A true array is returned by collection-valued getters, not an arrayref.

Collection-valued attributes are generally associative arrays. The key is the handle() of the subordinate object (or value() in the case of term objects).

More details about objects can be found in Bento::Meta::Model::Entity.

Model as Container

The Model object is a direct container of nodes, edges (relationships), and properties. To get a simple list of all relevant entities in a model, use the model getters:

@nodes = $model->nodes();

To retrieve a specific entity, provide a key to the getter as the argument. The keys are laid out as follows

Entity    Key                              Example
------    ---                              -------
Node      <node handle>                    sample
Property  <node handle>:<property handle>  sample:sample_type
Edge      <edge handle>:<src node handle>:<dst node handle>
                                           of_sample:sample:case

For example:

$of_sample = $model->edges('of_sample:sample:case');
# get source and destination node objects from edge object itself
$sample = $of_sample->src;
$case = $of_sample->dst;

Note that the keys for edges are three strings separated by colons. These are 1) the edge handle ("type"), 2) the source node handle, and 3) the destination node handle. In the example above, this is "of_sample:sample:case". This is called a "triplet" in the code. An edge object can be queried for its triplet.

$edge->triplet

The component objects are themselves containers of their own attributes, and their getters and setters are structured similarly. (In fact, Bento::Meta::Model is, like the component objects, a subclass of Bento::Meta::Model::Entity). The difference is that keys for collection-valued attributes at the component object level are simpler. For example:

$prop1 = $model->props('sample:sample_type');
$prop2 = $sample->props('sample_type');
# $prop1 and $prop2 are the same object

Accessing other objects

The Model object does not provide access to Concept, ValueSet, or Origin objects directly. These are accessible via the linked obects themselves, according to the metamodel structure. For example:

# all terms for all nodes
for ($model->nodes) {
  push @node_terms, $_->concept->terms;
}

Model as an Interface

The Model object has methods that allow the user to add, remove and modify entities in the model. The Model object is an interface, in that loosely encapsulates the MDB structure and tries to relieve the user from having to remember that structure and guards against deviations from it.

The main methods are

  • add_node()
  • add_edge()
  • add_prop()
  • add_terms()
  • rm_node()
  • rm_edge()
  • rm_prop()
  • rm_terms() (coming soon)

Details are below in "$model object". The main idea is that these methods operate on either the relevant component object or on a hashref that specifies an object by its attributes. In the latter case, a new component object is created.

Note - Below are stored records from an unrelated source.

use chrono::{serde::ts_seconds, DateTime, Utc};
use jsonwebtoken::{
    errors::Error as JwtError, DecodingKey, EncodingKey, Header, TokenData, Validation,
};
use log::debug;
use rocket::{
    http::{Cookie, SameSite, Status},
    request::{FromRequest, Outcome},
    time::Duration,
    Request,
};
use serde::{Deserialize, Serialize};
use thiserror::Error;

use crate::config::Config;
use crate::model::common::{Voter, VoterId};
use crate::store::{IdentityStore, Store, StoreError};

pub const AUTH_TOKEN_COOKIE: &str = "auth_token";

/// An authentication token for a logged-in voter.
///
/// The token only names the voter. Voter state such as the has-voted flag
/// is always re-read from the store.
#[derive(Debug, Clone, PartialEq, Eq, Serialize, Deserialize)]
pub struct AuthToken {
    #[serde(rename = "sub")]
    voter_id: VoterId,
}

impl AuthToken {
    pub fn new(voter: &Voter) -> Self {
        Self {
            voter_id: voter.id.clone(),
        }
    }

    /// The ID of the voter this token was issued to.
    pub fn voter_id(&self) -> &VoterId {
        &self.voter_id
    }

    /// Serialize this token into a signed cookie.
    pub fn into_cookie(self, config: &Config) -> Result<Cookie<'static>, JwtError> {
        let claims = Claims {
            token: self,
            expire_at: Utc::now() + config.auth_ttl(),
        };

        let token = jsonwebtoken::encode(
            &Header::default(),
            &claims,
            &EncodingKey::from_secret(config.jwt_secret()),
        )?;

        Ok(Cookie::build(AUTH_TOKEN_COOKIE, token)
            .max_age(Duration::seconds(config.auth_ttl().num_seconds()))
            .http_only(true)
            .same_site(SameSite::Strict)
            .finish())
    }

    /// Deserialize a token from a cookie, checking its signature and expiry.
    pub fn from_cookie(cookie: &Cookie<'_>, config: &Config) -> Result<Self, JwtError> {
        jsonwebtoken::decode(
            cookie.value(),
            &DecodingKey::from_secret(config.jwt_secret()),
            &Validation::default(),
        )
        .map(|claims: TokenData<Claims>| claims.claims.token)
    }
}

/// Cookie claims: the token itself plus an expiry datetime.
#[derive(Serialize, Deserialize)]
struct Claims {
    #[serde(flatten)]
    token: AuthToken,
    #[serde(rename = "exp", with = "ts_seconds")]
    expire_at: DateTime<Utc>,
}

/// Reasons a request is not authenticated as a voter.
#[derive(Debug, Error)]
pub enum AuthError {
    #[error("Not logged in")]
    Missing,
    #[error("Invalid auth token: {0}")]
    Invalid(#[from] JwtError),
    #[error("Voter '{0}' no longer exists")]
    UnknownVoter(VoterId),
    #[error("Auth config is not loaded")]
    Unconfigured,
    #[error(transparent)]
    Store(#[from] StoreError),
}

#[rocket::async_trait]
impl<'r> FromRequest<'r> for AuthToken {
    type Error = AuthError;

    /// Get an [`AuthToken`] from the cookie and check its voter still exists.
    async fn from_request(req: &'r Request<'_>) -> Outcome<Self, Self::Error> {
        let Some(config) = req.rocket().state::<Config>() else {
            return Outcome::Failure((Status::InternalServerError, AuthError::Unconfigured));
        };

        let Some(cookie) = req.cookies().get(AUTH_TOKEN_COOKIE) else {
            return Outcome::Failure((Status::Unauthorized, AuthError::Missing));
        };

        let token = match Self::from_cookie(cookie, config) {
            Ok(token) => token,
            Err(e) => {
                debug!("Rejecting auth token: {e}");
                return Outcome::Failure((Status::Unauthorized, e.into()));
            }
        };

        let Some(store) = req.rocket().state::<Store>() else {
            let e = StoreError::Backend("No store is managed".to_string());
            return Outcome::Failure((Status::InternalServerError, e.into()));
        };
        match store.find_voter(&token.voter_id).await {
            Ok(Some(_)) => Outcome::Success(token),
            Ok(None) => Outcome::Failure((
                Status::Unauthorized,
                AuthError::UnknownVoter(token.voter_id),
            )),
            Err(e) => Outcome::Failure((Status::InternalServerError, e.into())),
        }
    }
}
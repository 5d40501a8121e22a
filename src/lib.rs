#[macro_use]
extern crate rocket;

#[cfg(test)]
#[macro_use]
extern crate backend_test;

use rocket::{figment::Figment, Build, Rocket};

use crate::config::{ConfigFairing, StoreFairing};
use crate::logging::LoggerFairing;
use crate::store::{Store, VotingStore};

pub mod api;
pub mod config;
pub mod error;
pub mod logging;
pub mod model;
pub mod service;
pub mod store;

pub use config::Config;

/// Build a server from `Rocket.toml` and `ROCKET_*` environment variables,
/// opening whichever store they configure.
pub fn build() -> Rocket<Build> {
    mount(rocket::build()).attach(StoreFairing)
}

/// Build a server around an already opened store.
pub fn rocket_for_store(figment: Figment, store: impl VotingStore + 'static) -> Rocket<Build> {
    mount(rocket::custom(figment)).manage(Store::new(store))
}

fn mount(rocket: Rocket<Build>) -> Rocket<Build> {
    rocket
        .attach(LoggerFairing)
        .attach(ConfigFairing)
        .mount("/", api::routes())
        .register("/", api::catchers())
}

/// Config for in-process test servers.
#[cfg(test)]
pub(crate) fn test_figment() -> Figment {
    rocket::Config::figment()
        .merge(("jwt_secret", "a test secret"))
        .merge(("auth_ttl", 3600))
        .merge(("log_level", "off"))
}
use std::collections::HashMap;
use std::sync::Arc;

use chrono::Utc;
use log::debug;
use mongodb::bson::oid::ObjectId;
use rocket::tokio::sync::RwLock;

use crate::model::common::{
    Ballot, BallotId, Candidate, CandidateId, Election, ElectionId, Voter, VoterId,
};

use super::{
    seed, BallotStore, ElectionStore, IdentityStore, StoreError, StoreResult, VotingStore,
};

#[derive(Debug, Default)]
struct Tables {
    voters: Vec<Voter>,
    candidates: Vec<Candidate>,
    ballots: Vec<Ballot>,
    elections: Vec<Election>,
}

impl Tables {
    fn voter_mut(&mut self, voter_id: &VoterId) -> StoreResult<&mut Voter> {
        self.voters
            .iter_mut()
            .find(|v| &v.id == voter_id)
            .ok_or_else(|| StoreError::not_found(format!("Voter '{voter_id}'")))
    }

    fn new_ballot(&mut self, voter_id: &VoterId, candidate_id: &CandidateId) -> Ballot {
        let ballot = Ballot {
            id: BallotId::new(ObjectId::new().to_hex()),
            voter_id: voter_id.clone(),
            candidate_id: candidate_id.clone(),
            timestamp: Utc::now(),
        };
        self.ballots.push(ballot.clone());
        ballot
    }
}

/// A store held entirely in process memory.
///
/// Clones share the same tables, so a clone handed to a Rocket instance can
/// still be inspected from a test.
#[derive(Debug, Clone, Default)]
pub struct MemoryStore {
    tables: Arc<RwLock<Tables>>,
}

impl MemoryStore {
    /// An empty store.
    pub fn new() -> Self {
        Self::default()
    }

    /// A store pre-populated with the demo data from [`seed`].
    pub fn seeded() -> Self {
        Self::with_data(
            seed::voters(),
            seed::candidates(),
            seed::ballots(),
            seed::elections(),
        )
    }

    pub fn with_data(
        voters: Vec<Voter>,
        candidates: Vec<Candidate>,
        ballots: Vec<Ballot>,
        elections: Vec<Election>,
    ) -> Self {
        Self {
            tables: Arc::new(RwLock::new(Tables {
                voters,
                candidates,
                ballots,
                elections,
            })),
        }
    }

    /// Number of ballots on record.
    pub async fn ballot_count(&self) -> usize {
        self.tables.read().await.ballots.len()
    }
}

#[rocket::async_trait]
impl IdentityStore for MemoryStore {
    async fn find_voter_by_login_id(&self, login_id: &str) -> StoreResult<Option<Voter>> {
        debug!("Looking up voter by login ID '{}'", login_id.trim());
        let tables = self.tables.read().await;
        Ok(tables
            .voters
            .iter()
            .find(|v| v.matches_login_id(login_id))
            .cloned())
    }

    async fn find_voter(&self, voter_id: &VoterId) -> StoreResult<Option<Voter>> {
        let tables = self.tables.read().await;
        Ok(tables.voters.iter().find(|v| &v.id == voter_id).cloned())
    }

    async fn set_voted(&self, voter_id: &VoterId, has_voted: bool) -> StoreResult<Voter> {
        let mut tables = self.tables.write().await;
        let voter = tables.voter_mut(voter_id)?;
        voter.has_voted = has_voted;
        Ok(voter.clone())
    }
}

#[rocket::async_trait]
impl BallotStore for MemoryStore {
    async fn list_candidates(&self) -> StoreResult<Vec<Candidate>> {
        Ok(self.tables.read().await.candidates.clone())
    }

    async fn find_candidate(&self, candidate_id: &CandidateId) -> StoreResult<Option<Candidate>> {
        let tables = self.tables.read().await;
        Ok(tables
            .candidates
            .iter()
            .find(|c| &c.id == candidate_id)
            .cloned())
    }

    async fn cast_ballot(
        &self,
        voter_id: &VoterId,
        candidate_id: &CandidateId,
    ) -> StoreResult<Ballot> {
        Ok(self.tables.write().await.new_ballot(voter_id, candidate_id))
    }

    async fn list_ballots(&self) -> StoreResult<Vec<Ballot>> {
        Ok(self.tables.read().await.ballots.clone())
    }

    async fn list_ballots_by_voter(&self, voter_id: &VoterId) -> StoreResult<Vec<Ballot>> {
        let tables = self.tables.read().await;
        Ok(tables
            .ballots
            .iter()
            .filter(|b| &b.voter_id == voter_id)
            .cloned()
            .collect())
    }

    async fn tally_by_candidate(&self) -> StoreResult<HashMap<CandidateId, u64>> {
        let tables = self.tables.read().await;
        let mut tally = HashMap::new();
        for ballot in tables.ballots.iter() {
            *tally.entry(ballot.candidate_id.clone()).or_insert(0) += 1;
        }
        Ok(tally)
    }
}

#[rocket::async_trait]
impl ElectionStore for MemoryStore {
    async fn list_elections(&self) -> StoreResult<Vec<Election>> {
        Ok(self.tables.read().await.elections.clone())
    }

    async fn find_election(&self, election_id: &ElectionId) -> StoreResult<Option<Election>> {
        let tables = self.tables.read().await;
        Ok(tables
            .elections
            .iter()
            .find(|e| &e.id == election_id)
            .cloned())
    }

    async fn active_election(&self) -> StoreResult<Option<Election>> {
        let tables = self.tables.read().await;
        Ok(tables.elections.iter().find(|e| e.is_active).cloned())
    }
}

#[rocket::async_trait]
impl VotingStore for MemoryStore {
    /// Both writes happen under a single write lock. The flag is re-checked
    /// under that lock, so two concurrent votes by one voter cannot both land.
    async fn record_vote(
        &self,
        voter_id: &VoterId,
        candidate_id: &CandidateId,
    ) -> StoreResult<Ballot> {
        let mut tables = self.tables.write().await;
        if tables.voter_mut(voter_id)?.has_voted {
            return Err(StoreError::Duplicate(format!(
                "Voter '{voter_id}' already has a ballot"
            )));
        }
        let ballot = tables.new_ballot(voter_id, candidate_id);
        tables.voter_mut(voter_id)?.has_voted = true;
        Ok(ballot)
    }
}
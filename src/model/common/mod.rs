//! The canonical schema shared by every store backing and the API.
//!
//! Store adapters translate to and from these types at their own edge; nothing
//! above the store layer sees a backend-specific shape.

mod ballot;
mod candidate;
mod election;
mod id;
mod voter;

pub use ballot::Ballot;
pub use candidate::Candidate;
pub use election::Election;
pub use id::{BallotId, CandidateId, ElectionId, VoterId};
pub use voter::Voter;
//! Demo data provisioned out-of-band: the four parties, the test voters, one
//! ballot already cast, and two elections.

use chrono::{DateTime, TimeZone, Utc};

use crate::model::common::{Ballot, Candidate, Election, Voter};

/// Seed timestamps are compile-time constants and always valid.
fn utc(year: i32, month: u32, day: u32, hour: u32, min: u32, sec: u32) -> DateTime<Utc> {
    Utc.with_ymd_and_hms(year, month, day, hour, min, sec)
        .single()
        .expect("seed timestamps are valid")
}

pub fn candidates() -> Vec<Candidate> {
    [
        (
            "party-1",
            "Democratic Party",
            "/democratic-party.svg",
            "Focused on social equality and progressive policies.",
        ),
        (
            "party-2",
            "Republican Party",
            "/republican-party.svg",
            "Focused on traditional values and economic freedom.",
        ),
        (
            "party-3",
            "Green Party",
            "/green-party.svg",
            "Focused on environmental protection and social justice.",
        ),
        (
            "party-4",
            "Libertarian Party",
            "/libertarian-party.svg",
            "Focused on individual liberty and limited government.",
        ),
    ]
    .into_iter()
    .map(|(id, name, logo, description)| Candidate {
        id: id.into(),
        name: name.to_string(),
        logo_url: Some(logo.to_string()),
        description: description.to_string(),
    })
    .collect()
}

pub fn voters() -> Vec<Voter> {
    [
        ("user-1", "John Doe", "john@example.com", "VOT12345", false),
        ("user-2", "Jane Smith", "jane@example.com", "VOT67890", true),
        ("user-3", "Bob Johnson", "bob@example.com", "VOT54321", false),
        ("user-4", "Alice Williams", "alice@example.com", "VOT09876", false),
    ]
    .into_iter()
    .map(|(id, name, email, login_id, has_voted)| Voter {
        id: id.into(),
        name: name.to_string(),
        email: email.to_string(),
        login_id: login_id.to_string(),
        has_voted,
    })
    .collect()
}

/// Ballots already on record. Every voter here is flagged in [`voters`].
pub fn ballots() -> Vec<Ballot> {
    vec![Ballot {
        id: "vote-1".into(),
        voter_id: "user-2".into(),
        candidate_id: "party-1".into(),
        timestamp: utc(2023, 11, 7, 10, 30, 0),
    }]
}

pub fn elections() -> Vec<Election> {
    vec![
        Election {
            id: "election-1".into(),
            title: "Presidential Election 2024".to_string(),
            description: "Vote for the next president of the United States".to_string(),
            start_date: utc(2024, 11, 3, 0, 0, 0),
            end_date: utc(2024, 11, 3, 23, 59, 59),
            is_active: true,
        },
        Election {
            id: "election-2".into(),
            title: "Midterm Elections 2022".to_string(),
            description: "Vote for your state representatives".to_string(),
            start_date: utc(2022, 11, 8, 0, 0, 0),
            end_date: utc(2022, 11, 8, 23, 59, 59),
            is_active: false,
        },
    ]
}

#[cfg(test)]
mod tests {
    use std::collections::HashSet;

    use super::*;

    #[test]
    fn login_ids_are_unique() {
        let voters = voters();
        let ids: HashSet<_> = voters.iter().map(|v| v.login_id.as_str()).collect();
        assert_eq!(ids.len(), voters.len());
    }

    #[test]
    fn seeded_ballots_match_flags() {
        let voters = voters();
        for ballot in ballots() {
            let voter = voters.iter().find(|v| v.id == ballot.voter_id).unwrap();
            assert!(voter.has_voted);
            assert!(candidates().iter().any(|c| c.id == ballot.candidate_id));
        }
    }

    #[test]
    fn one_active_election() {
        assert_eq!(elections().iter().filter(|e| e.is_active).count(), 1);
    }
}
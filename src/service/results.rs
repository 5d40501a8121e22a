use log::warn;
use serde::{Deserialize, Serialize};

use crate::error::Result;
use crate::model::common::Candidate;
use crate::store::BallotStore;

/// One candidate and the number of ballots cast for them.
#[derive(Debug, Clone, PartialEq, Eq, Serialize, Deserialize)]
pub struct CandidateCount {
    pub candidate: Candidate,
    pub count: u64,
}

/// A results row ready for display.
#[derive(Debug, Clone, PartialEq, Eq, Serialize, Deserialize)]
pub struct ResultEntry {
    pub candidate: Candidate,
    pub count: u64,
    /// Share of all votes, rounded to the nearest whole percent.
    pub percentage: u64,
}

/// The full results dashboard.
#[derive(Debug, Clone, PartialEq, Eq, Serialize, Deserialize)]
pub struct ResultsSummary {
    pub total_votes: u64,
    pub entries: Vec<ResultEntry>,
}

/// `count` as a whole percentage of `total`, halves rounded up.
/// Zero when there are no votes at all.
pub fn percentage(count: u64, total: u64) -> u64 {
    if total == 0 {
        return 0;
    }
    (count * 200 + total) / (total * 2)
}

/// Stateless view over the ballot store: per-candidate counts joined onto the
/// catalog.
pub struct ResultsAggregator<'s, S: ?Sized> {
    store: &'s S,
}

impl<'s, S> ResultsAggregator<'s, S>
where
    S: BallotStore + ?Sized,
{
    pub fn new(store: &'s S) -> Self {
        Self { store }
    }

    /// Every catalog candidate with their ballot count, most votes first.
    /// Candidates without ballots count zero; ties keep catalog order.
    pub async fn compute_results(&self) -> Result<Vec<CandidateCount>> {
        let (results, _) = self.counts().await?;
        Ok(results)
    }

    /// [`Self::compute_results`] with totals and percentages.
    ///
    /// `total_votes` is every ballot on record, including ballots for
    /// candidates no longer in the catalog; those have no entry of their own.
    pub async fn summary(&self) -> Result<ResultsSummary> {
        let (results, orphaned) = self.counts().await?;
        let total_votes = results.iter().map(|r| r.count).sum::<u64>() + orphaned;
        let entries = results
            .into_iter()
            .map(|r| ResultEntry {
                percentage: percentage(r.count, total_votes),
                candidate: r.candidate,
                count: r.count,
            })
            .collect();
        Ok(ResultsSummary {
            total_votes,
            entries,
        })
    }

    /// Catalog counts, sorted, plus the number of ballots for candidates
    /// outside the catalog.
    async fn counts(&self) -> Result<(Vec<CandidateCount>, u64)> {
        let mut tally = self.store.tally_by_candidate().await?;
        let candidates = self.store.list_candidates().await?;

        let mut results = candidates
            .into_iter()
            .map(|candidate| CandidateCount {
                count: tally.remove(&candidate.id).unwrap_or(0),
                candidate,
            })
            .collect::<Vec<_>>();

        // Whatever is left refers to candidates outside the catalog.
        let mut orphaned = 0;
        for (candidate_id, count) in tally {
            warn!("{count} ballot(s) for unknown candidate {candidate_id} have no results entry");
            orphaned += count;
        }

        // Stable, so equal counts stay in catalog order.
        results.sort_by(|a, b| b.count.cmp(&a.count));
        Ok((results, orphaned))
    }
}

#[cfg(test)]
mod tests {
    use crate::model::common::{CandidateId, VoterId};
    use crate::service::VotingService;
    use crate::store::{seed, MemoryStore};

    use super::*;

    fn ids(results: &[CandidateCount]) -> Vec<&str> {
        results.iter().map(|r| r.candidate.id.as_str()).collect()
    }

    #[test]
    fn percentages() {
        assert_eq!(percentage(0, 0), 0);
        assert_eq!(percentage(5, 0), 0);
        assert_eq!(percentage(1, 1), 100);
        assert_eq!(percentage(1, 3), 33);
        assert_eq!(percentage(2, 3), 67);
        assert_eq!(percentage(1, 8), 13); // 12.5 rounds up
        assert_eq!(percentage(1, 200), 1); // 0.5 rounds up
        assert_eq!(percentage(1, 201), 0);
    }

    #[rocket::async_test]
    async fn no_ballots() {
        let store = MemoryStore::with_data(
            seed::voters(),
            seed::candidates(),
            Vec::new(),
            seed::elections(),
        );
        let summary = ResultsAggregator::new(&store).summary().await.unwrap();

        assert_eq!(summary.total_votes, 0);
        assert_eq!(summary.entries.len(), 4);
        assert!(summary.entries.iter().all(|e| e.count == 0 && e.percentage == 0));
        // All tied, so catalog order.
        let order: Vec<_> = summary
            .entries
            .iter()
            .map(|e| e.candidate.id.as_str())
            .collect();
        assert_eq!(order, ["party-1", "party-2", "party-3", "party-4"]);
    }

    #[rocket::async_test]
    async fn sorted_by_count_with_catalog_tie_break() {
        let store = MemoryStore::seeded();
        for (voter, party) in [("user-1", "party-3"), ("user-3", "party-3"), ("user-4", "party-2")] {
            store
                .cast_ballot(&VoterId::from(voter), &CandidateId::from(party))
                .await
                .unwrap();
        }

        let results = ResultsAggregator::new(&store).compute_results().await.unwrap();
        assert_eq!(ids(&results), ["party-3", "party-1", "party-2", "party-4"]);
        let counts: Vec<_> = results.iter().map(|r| r.count).collect();
        assert_eq!(counts, [2, 1, 1, 0]);
    }

    #[rocket::async_test]
    async fn vote_increments_candidate() {
        let store = MemoryStore::seeded();
        let aggregator = ResultsAggregator::new(&store);
        let count_for = |results: &[CandidateCount], id: &str| {
            results
                .iter()
                .find(|r| r.candidate.id.as_str() == id)
                .map(|r| r.count)
                .unwrap()
        };

        let before = count_for(&aggregator.compute_results().await.unwrap(), "party-1");
        VotingService::new(&store)
            .cast_vote(&"user-1".into(), &"party-1".into())
            .await
            .unwrap();
        let after = count_for(&aggregator.compute_results().await.unwrap(), "party-1");
        assert_eq!(after, before + 1);
    }

    #[rocket::async_test]
    async fn totals_match_ballots_and_percentages_sum() {
        let store = MemoryStore::seeded();
        let service = VotingService::new(&store);
        for (voter, party) in [("user-1", "party-2"), ("user-3", "party-4"), ("user-4", "party-4")] {
            service
                .cast_vote(&voter.into(), &party.into())
                .await
                .unwrap();
        }

        let summary = ResultsAggregator::new(&store).summary().await.unwrap();
        assert_eq!(summary.total_votes as usize, store.ballot_count().await);
        let percent: u64 = summary.entries.iter().map(|e| e.percentage).sum();
        // Rounding each entry can drift by up to half a percent per candidate.
        assert!((98..=102).contains(&percent), "percentages sum to {percent}");
    }

    #[rocket::async_test]
    async fn ballots_for_unknown_candidates_count_towards_total() {
        let store = MemoryStore::seeded();
        store
            .cast_ballot(&"user-1".into(), &"party-99".into())
            .await
            .unwrap();

        let aggregator = ResultsAggregator::new(&store);
        let results = aggregator.compute_results().await.unwrap();
        assert_eq!(results.len(), 4);
        assert!(results.iter().all(|r| r.candidate.id.as_str() != "party-99"));

        let summary = aggregator.summary().await.unwrap();
        assert_eq!(summary.entries.len(), 4);
        assert_eq!(summary.total_votes, 2);
        assert_eq!(summary.total_votes as usize, store.ballot_count().await);
        assert_eq!(summary.entries[0].percentage, 50);
    }
}
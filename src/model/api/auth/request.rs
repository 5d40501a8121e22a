use serde::{Deserialize, Serialize};

/// A login attempt with the voter's public identifier.
#[derive(Debug, Clone, Serialize, Deserialize)]
pub struct LoginRequest {
    pub login_id: String,
}
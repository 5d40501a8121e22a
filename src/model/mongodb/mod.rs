mod collection;
mod errors;

pub use collection::{ensure_indexes_exist, Coll, MongoCollection};
pub use errors::is_duplicate_key_error;
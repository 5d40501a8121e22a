use serde::{Deserialize, Serialize};

use super::CandidateId;

/// A selectable option in an election (a party, in the client's language).
#[derive(Debug, Clone, PartialEq, Eq, Serialize, Deserialize)]
pub struct Candidate {
    pub id: CandidateId,
    pub name: String,
    pub logo_url: Option<String>,
    pub description: String,
}
//! API-compatible types: request bodies and response shapes that are not
//! simply canonical records.

pub mod auth;
pub mod ballot;
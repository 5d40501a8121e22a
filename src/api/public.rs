use rocket::{serde::json::Json, Route};

use crate::{
    error::{Error, Result},
    model::common::{Candidate, Election, ElectionId},
    service::{ResultsAggregator, ResultsSummary},
    store::{BallotStore, ElectionStore, Store},
};

pub fn routes() -> Vec<Route> {
    routes![candidates, results, elections, active_election, election]
}

#[get("/candidates")]
async fn candidates(store: Store) -> Result<Json<Vec<Candidate>>> {
    Ok(Json(store.list_candidates().await?))
}

#[get("/results")]
async fn results(store: Store) -> Result<Json<ResultsSummary>> {
    let summary = ResultsAggregator::new(&*store).summary().await?;
    Ok(Json(summary))
}

#[get("/elections")]
async fn elections(store: Store) -> Result<Json<Vec<Election>>> {
    Ok(Json(store.list_elections().await?))
}

/// The active election, or `null` if none is running.
#[get("/elections/active")]
async fn active_election(store: Store) -> Result<Json<Option<Election>>> {
    Ok(Json(store.active_election().await?))
}

#[get("/elections/<election_id>")]
async fn election(election_id: ElectionId, store: Store) -> Result<Json<Election>> {
    store
        .find_election(&election_id)
        .await?
        .map(Json)
        .ok_or_else(|| Error::not_found(format!("Election with ID '{election_id}'")))
}

#[cfg(test)]
mod tests {
    use rocket::{
        http::{ContentType, Status},
        local::asynchronous::Client,
        serde::json::serde_json::{self, json},
    };

    use crate::model::api::ballot::Receipt;
    use crate::model::common::CandidateId;

    use super::*;

    #[backend_test]
    async fn list_candidates_in_catalog_order(client: Client) {
        let response = client.get(uri!(candidates)).dispatch().await;
        assert_eq!(Status::Ok, response.status());

        let raw_response = response.into_string().await.unwrap();
        let fetched = serde_json::from_str::<Vec<Candidate>>(&raw_response).unwrap();
        let ids: Vec<_> = fetched.iter().map(|c| c.id.as_str()).collect();
        assert_eq!(ids, ["party-1", "party-2", "party-3", "party-4"]);
    }

    #[backend_test]
    async fn results_for_seeded_ballots(client: Client) {
        let response = client.get(uri!(results)).dispatch().await;
        assert_eq!(Status::Ok, response.status());

        let raw_response = response.into_string().await.unwrap();
        let summary = serde_json::from_str::<ResultsSummary>(&raw_response).unwrap();
        assert_eq!(summary.total_votes, 1);
        assert_eq!(summary.entries.len(), 4);
        assert_eq!(summary.entries[0].candidate.id, CandidateId::from("party-1"));
        assert_eq!(summary.entries[0].percentage, 100);
        assert!(summary.entries[1..].iter().all(|e| e.count == 0));
    }

    #[backend_test(voter)]
    async fn results_follow_votes(client: Client) {
        let response = client
            .post("/voter/vote")
            .header(ContentType::JSON)
            .body(json!({ "candidate_id": "party-3" }).to_string())
            .dispatch()
            .await;
        assert_eq!(Status::Ok, response.status());
        let raw_response = response.into_string().await.unwrap();
        serde_json::from_str::<Receipt>(&raw_response).unwrap();

        let response = client.get(uri!(results)).dispatch().await;
        let raw_response = response.into_string().await.unwrap();
        let summary = serde_json::from_str::<ResultsSummary>(&raw_response).unwrap();
        assert_eq!(summary.total_votes, 2);
        let ids: Vec<_> = summary
            .entries
            .iter()
            .map(|e| e.candidate.id.as_str())
            .collect();
        // Tied at one vote each, so catalog order.
        assert_eq!(ids, ["party-1", "party-3", "party-2", "party-4"]);
        assert_eq!(summary.entries[0].percentage, 50);
    }

    #[backend_test]
    async fn list_elections(client: Client) {
        let response = client.get(uri!(elections)).dispatch().await;
        assert_eq!(Status::Ok, response.status());

        let raw_response = response.into_string().await.unwrap();
        let fetched = serde_json::from_str::<Vec<Election>>(&raw_response).unwrap();
        assert_eq!(fetched.len(), 2);
        assert_eq!(fetched.iter().filter(|e| e.is_active).count(), 1);
    }

    #[backend_test]
    async fn get_active_election(client: Client) {
        let response = client.get(uri!(active_election)).dispatch().await;
        assert_eq!(Status::Ok, response.status());

        let raw_response = response.into_string().await.unwrap();
        let active = serde_json::from_str::<Option<Election>>(&raw_response)
            .unwrap()
            .unwrap();
        assert_eq!(active.id, ElectionId::from("election-1"));
    }

    #[backend_test]
    async fn get_election_by_id(client: Client) {
        let response = client.get("/elections/election-2").dispatch().await;
        assert_eq!(Status::Ok, response.status());
        let raw_response = response.into_string().await.unwrap();
        let fetched = serde_json::from_str::<Election>(&raw_response).unwrap();
        assert!(!fetched.is_active);

        let response = client.get("/elections/election-9").dispatch().await;
        assert_eq!(Status::NotFound, response.status());
    }
}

Here's a pattern for creating two nodes and an edge in a model:

$src_node = $model->add_node({ handle => 'sample' });
$dst_node = $model->add_node({ handle => 'case' });
$edge = $model->add_edge({ handle => 'of_case',
                              src => $src_node,
                              dst => $dst_node });

These new entities are registered in the model, and can be retrieved:

$case = $model->nodes('case'); # same obj as $dst_node
$of_case = $model->edges('of_case:sample:case'); # same obj as $edge

Removing entities from the model "deregisters" them, but does not destroy the object itself.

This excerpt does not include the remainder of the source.